Support of TMT	The impetus for this project came from TMT’s recognition of a short-term and long-term distinctive goal.
	TMT provided enough financial and non-financial resources for this project.
	TMT was willing to accept the possibility of failure in the initial stage of this project.
	TMT willingly took a risk in the middle of the project.
II. Technological capability
Research	The preliminary technical assessment in the initial stage of the project was greatly successful.
	The preliminary appraisal of the NPD plan was carefully conducted, to identify the probable technical route at the initial stage of the project.
	Our scientific research activities were fully utilised in the evaluation of the possibility of the success of the NPD for this project.
Development	We were completely familiar with the technology used for the development.
	The technological aspects for the development for this project were well-known to us.
	When a technical problem rose within this project, we had a database of information to draw from.
	Our development skills on design and interface specification were at ideal level for this project.
III. Marketing capability
Consumer need analysis	Customers’ needs were well-defined.
	We actively contacted customers and gathered information about their desired product features for this project.
	The customers’ needs could be readily translated into a new product specification.
	We updated information related to customers’ responses and made it available to all project members.
Market research	Our marketing research skills were at ideal level for this project.
	Our perceived marketing research expertise in this project area was very high.
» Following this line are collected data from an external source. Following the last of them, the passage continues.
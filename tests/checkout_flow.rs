mod common;

use jewelry_store_api::{
    dto::{
        cart::{AddToCartRequest, ConfirmCartRequest, UpdateQuantityRequest},
        catalog::UpdateProductRequest,
    },
    error::AppError,
    models::{CartStatus, OrderStatus, ProductStatus, Role},
    routes::params::OrderListQuery,
    services::{cart_service, order_service, product_service},
};

fn shipping() -> ConfirmCartRequest {
    ConfirmCartRequest {
        shipping_address: "1 Main Street".into(),
        phone_number: "0123456789".into(),
    }
}

#[tokio::test]
async fn checkout_freezes_prices_and_decrements_stock() -> anyhow::Result<()> {
    let Some(database_url) = common::database_url() else {
        return Ok(());
    };
    let (state, _) = common::setup_state(&database_url).await?;
    let manager = common::create_user(&state, Role::Manager).await?;
    let customer = common::create_user(&state, Role::Customer).await?;
    let category = common::create_category(&state).await?;
    let ring = common::create_product(&state, &manager, category, 1_000_000, 10).await?;
    let chain = common::create_product(&state, &manager, category, 500_000, 10).await?;

    for (product_id, quantity) in [(ring, 1), (chain, 1), (ring, 1)] {
        cart_service::add_product(
            &state,
            &customer,
            AddToCartRequest {
                product_id,
                quantity,
            },
        )
        .await?;
    }

    let cart = cart_service::get_my_cart(&state, &customer).await?.data.unwrap();
    assert_eq!(cart.items.len(), 2);
    assert_eq!(cart.total, 2_500_000);

    // The live price moves after the ring entered the cart.
    product_service::update_product(
        &state,
        &manager,
        ring,
        UpdateProductRequest {
            name: "Ring".into(),
            material: None,
            description: None,
            price: 1_300_000,
            quantity: 10,
            category_id: category,
            status: ProductStatus::Active,
        },
    )
    .await?;

    let confirmed = cart_service::confirm_cart(&state, &customer, shipping())
        .await?
        .data
        .unwrap();
    assert_eq!(confirmed.total_price, 2_500_000);

    let order = order_service::get_order(&state, &customer, confirmed.order_id)
        .await?
        .data
        .unwrap();
    assert_eq!(order.order.status, OrderStatus::Pending);
    assert_eq!(order.order.total_price, 2_500_000);
    let ring_line = order.details.iter().find(|d| d.product_id == ring).unwrap();
    assert_eq!((ring_line.quantity, ring_line.price), (2, 1_000_000));
    let sum: i64 = order
        .details
        .iter()
        .map(|d| d.price * d.quantity as i64)
        .sum();
    assert_eq!(sum, order.order.total_price);

    assert_eq!(common::stock_of(&state, ring).await?, 8);
    assert_eq!(common::stock_of(&state, chain).await?, 9);

    // The checked-out cart is retired and a fresh one starts empty.
    let fresh = cart_service::get_my_cart(&state, &customer).await?.data.unwrap();
    assert_ne!(fresh.id, cart.id);
    assert_eq!(fresh.status, CartStatus::Active);
    assert!(fresh.items.is_empty());

    let mine = order_service::list_my_orders(&state, &customer, OrderListQuery::default())
        .await?
        .data
        .unwrap();
    assert!(mine.items.iter().any(|o| o.id == confirmed.order_id));
    Ok(())
}

#[tokio::test]
async fn cart_rejects_quantities_beyond_stock() -> anyhow::Result<()> {
    let Some(database_url) = common::database_url() else {
        return Ok(());
    };
    let (state, _) = common::setup_state(&database_url).await?;
    let manager = common::create_user(&state, Role::Manager).await?;
    let customer = common::create_user(&state, Role::Customer).await?;
    let category = common::create_category(&state).await?;
    let product_id = common::create_product(&state, &manager, category, 200_000, 3).await?;

    let too_many = cart_service::add_product(
        &state,
        &customer,
        AddToCartRequest {
            product_id,
            quantity: 4,
        },
    )
    .await;
    assert!(matches!(too_many, Err(AppError::BadRequest(_))));

    cart_service::add_product(
        &state,
        &customer,
        AddToCartRequest {
            product_id,
            quantity: 2,
        },
    )
    .await?;
    let update = cart_service::update_quantity(
        &state,
        &customer,
        UpdateQuantityRequest {
            product_id,
            quantity: 0,
        },
    )
    .await;
    assert!(matches!(update, Err(AppError::BadRequest(_))));

    let removed = cart_service::remove_product(&state, &customer, product_id).await?;
    assert!(removed.data.unwrap().items.is_empty());
    assert!(matches!(
        cart_service::remove_product(&state, &customer, product_id).await,
        Err(AppError::NotFound)
    ));

    let empty = cart_service::confirm_cart(&state, &customer, shipping()).await;
    assert!(matches!(empty, Err(AppError::BadRequest(_))));
    Ok(())
}

#[tokio::test(flavor = "multi_thread", worker_threads = 2)]
async fn concurrent_checkouts_never_oversell() -> anyhow::Result<()> {
    let Some(database_url) = common::database_url() else {
        return Ok(());
    };
    let (state, _) = common::setup_state(&database_url).await?;
    let manager = common::create_user(&state, Role::Manager).await?;
    let first = common::create_user(&state, Role::Customer).await?;
    let second = common::create_user(&state, Role::Customer).await?;
    let category = common::create_category(&state).await?;
    let product_id = common::create_product(&state, &manager, category, 750_000, 5).await?;

    for customer in [&first, &second] {
        cart_service::add_product(
            &state,
            customer,
            AddToCartRequest {
                product_id,
                quantity: 3,
            },
        )
        .await?;
    }

    let (a, b) = tokio::join!(
        cart_service::confirm_cart(&state, &first, shipping()),
        cart_service::confirm_cart(&state, &second, shipping()),
    );

    let successes = [a.is_ok(), b.is_ok()].iter().filter(|ok| **ok).count();
    assert_eq!(successes, 1);
    for result in [a, b] {
        if let Err(err) = result {
            assert!(matches!(err, AppError::Conflict(_)), "unexpected {err:?}");
        }
    }
    assert_eq!(common::stock_of(&state, product_id).await?, 2);
    Ok(())
}

#[tokio::test]
async fn terminal_orders_refuse_transitions_and_rejection_restocks() -> anyhow::Result<()> {
    let Some(database_url) = common::database_url() else {
        return Ok(());
    };
    let (state, _) = common::setup_state(&database_url).await?;
    let manager = common::create_user(&state, Role::Manager).await?;
    let employee = common::create_user(&state, Role::Employee).await?;
    let customer = common::create_user(&state, Role::Customer).await?;
    let stranger = common::create_user(&state, Role::Customer).await?;
    let category = common::create_category(&state).await?;
    let product_id = common::create_product(&state, &manager, category, 300_000, 6).await?;

    let mut orders = Vec::new();
    for _ in 0..2 {
        cart_service::add_product(
            &state,
            &customer,
            AddToCartRequest {
                product_id,
                quantity: 2,
            },
        )
        .await?;
        let confirmed = cart_service::confirm_cart(&state, &customer, shipping())
            .await?
            .data
            .unwrap();
        orders.push(confirmed.order_id);
    }
    assert_eq!(common::stock_of(&state, product_id).await?, 2);

    assert!(matches!(
        order_service::complete_order(&state, &customer, orders[0]).await,
        Err(AppError::Forbidden)
    ));
    assert!(matches!(
        order_service::get_order(&state, &stranger, orders[0]).await,
        Err(AppError::NotFound)
    ));

    let completed = order_service::complete_order(&state, &employee, orders[0])
        .await?
        .data
        .unwrap();
    assert_eq!(completed.status, OrderStatus::Completed);
    assert_eq!(completed.staff_id, Some(employee.user_id));
    assert_eq!(common::stock_of(&state, product_id).await?, 2);

    for result in [
        order_service::complete_order(&state, &employee, orders[0]).await,
        order_service::reject_order(&state, &employee, orders[0]).await,
    ] {
        assert!(matches!(result, Err(AppError::Conflict(_))));
    }

    let rejected = order_service::reject_order(&state, &manager, orders[1])
        .await?
        .data
        .unwrap();
    assert_eq!(rejected.status, OrderStatus::Rejected);
    assert_eq!(common::stock_of(&state, product_id).await?, 4);

    assert!(matches!(
        order_service::complete_order(&state, &manager, orders[1]).await,
        Err(AppError::Conflict(_))
    ));
    let after = order_service::get_order(&state, &customer, orders[1])
        .await?
        .data
        .unwrap();
    assert_eq!(after.order.status, OrderStatus::Rejected);
    assert_eq!(common::stock_of(&state, product_id).await?, 4);
    Ok(())
}

#[tokio::test]
async fn order_lines_keep_the_cart_order() -> anyhow::Result<()> {
    let Some(database_url) = common::database_url() else {
        return Ok(());
    };
    let (state, _) = common::setup_state(&database_url).await?;
    let manager = common::create_user(&state, Role::Manager).await?;
    let customer = common::create_user(&state, Role::Customer).await?;
    let category = common::create_category(&state).await?;
    let mut added = Vec::new();
    for price in [30_000, 10_000, 20_000, 40_000] {
        added.push(common::create_product(&state, &manager, category, price, 5).await?);
    }

    for &product_id in &added {
        cart_service::add_product(
            &state,
            &customer,
            AddToCartRequest {
                product_id,
                quantity: 1,
            },
        )
        .await?;
    }
    let confirmed = cart_service::confirm_cart(&state, &customer, shipping())
        .await?
        .data
        .unwrap();

    let order = order_service::get_order(&state, &customer, confirmed.order_id)
        .await?
        .data
        .unwrap();
    let lines: Vec<_> = order.details.iter().map(|d| (d.line_no, d.product_id)).collect();
    let expected: Vec<_> = (1..).zip(added.iter().copied()).collect();
    assert_eq!(lines, expected);

    let details = order_service::get_order_details(&state, &customer, confirmed.order_id)
        .await?
        .data
        .unwrap();
    let lines: Vec<_> = details.items.iter().map(|d| (d.line_no, d.product_id)).collect();
    assert_eq!(lines, expected);
    Ok(())
}

#[tokio::test]
async fn oversized_totals_are_refused_without_changing_the_cart() -> anyhow::Result<()> {
    let Some(database_url) = common::database_url() else {
        return Ok(());
    };
    let (state, _) = common::setup_state(&database_url).await?;
    let manager = common::create_user(&state, Role::Manager).await?;
    let customer = common::create_user(&state, Role::Customer).await?;
    let category = common::create_category(&state).await?;
    let tiara = common::create_product(&state, &manager, category, i64::MAX / 2, 5).await?;
    let charm = common::create_product(&state, &manager, category, 10, 5).await?;

    let add = |product_id, quantity| AddToCartRequest {
        product_id,
        quantity,
    };
    assert!(matches!(
        cart_service::add_product(&state, &customer, add(tiara, 3)).await,
        Err(AppError::BadRequest(_))
    ));
    let cart = cart_service::get_my_cart(&state, &customer).await?.data.unwrap();
    assert!(cart.items.is_empty());

    cart_service::add_product(&state, &customer, add(tiara, 2)).await?;
    assert!(matches!(
        cart_service::add_product(&state, &customer, add(charm, 1)).await,
        Err(AppError::BadRequest(_))
    ));
    let cart = cart_service::get_my_cart(&state, &customer).await?.data.unwrap();
    assert_eq!(cart.items.len(), 1);
    assert_eq!(cart.items[0].quantity, 2);
    assert_eq!(cart.total, (i64::MAX / 2) * 2);

    // Clearing takes the cart lock and leaves it usable.
    let cleared = cart_service::clear_cart(&state, &customer).await?.data.unwrap();
    assert!(cleared.items.is_empty());
    assert_eq!(cleared.id, cart.id);
    cart_service::add_product(&state, &customer, add(charm, 1)).await?;
    assert_eq!(common::stock_of(&state, tiara).await?, 5);
    Ok(())
}

#[tokio::test(flavor = "multi_thread", worker_threads = 2)]
async fn removal_racing_checkout_has_one_winner() -> anyhow::Result<()> {
    let Some(database_url) = common::database_url() else {
        return Ok(());
    };
    let (state, _) = common::setup_state(&database_url).await?;
    let manager = common::create_user(&state, Role::Manager).await?;
    let customer = common::create_user(&state, Role::Customer).await?;
    let category = common::create_category(&state).await?;
    let product_id = common::create_product(&state, &manager, category, 80_000, 4).await?;

    cart_service::add_product(
        &state,
        &customer,
        AddToCartRequest {
            product_id,
            quantity: 2,
        },
    )
    .await?;

    let (removed, confirmed) = tokio::join!(
        cart_service::remove_product(&state, &customer, product_id),
        cart_service::confirm_cart(&state, &customer, shipping()),
    );
    match (removed, confirmed) {
        (Ok(_), Err(AppError::BadRequest(_))) => {
            assert_eq!(common::stock_of(&state, product_id).await?, 4);
        }
        (Err(AppError::NotFound), Ok(order)) => {
            let order = order.data.unwrap();
            assert_eq!(order.total_price, 160_000);
            assert_eq!(common::stock_of(&state, product_id).await?, 2);
        }
        (removed, confirmed) => panic!("unexpected outcome: {removed:?} / {confirmed:?}"),
    }
    Ok(())
}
	Our forecast of the market demand for this new product was accurate.
	We quantitatively observed external environmental changes for this project.
Competition analysis	We could accurately analyse competitors’ product attribute changes.
	We could accurately analyse competitors’ price changes.
	We could accurately analyse competitors’ product strategy changes.
	We could accurately analyse consumer’s loyalty and satisfaction toward competitors’ products.
IV. Success dimension
Time to market	Did the TMT satisfy the project launching time?
	Did the project adhere to a time schedule?
	Was the project undertaken quickly and in a time efficient manner?
Technological innovation	Did the product offer unique attributes not available from competing products?
	Were the product’s technological performance characteristics useful for solving customers’ inconveniences that they felt with extant products?
	Was the product superior to competing products in terms of technological sophistication?
	Was the product outstanding to competing products in terms of compatibility?
Product sales	Was the new product’s sales record a noticeable financial success?
	Did the product’s sales bring a large positive impact on the company?
	Did the product’s sales contribute to an increase of market share in the same product market?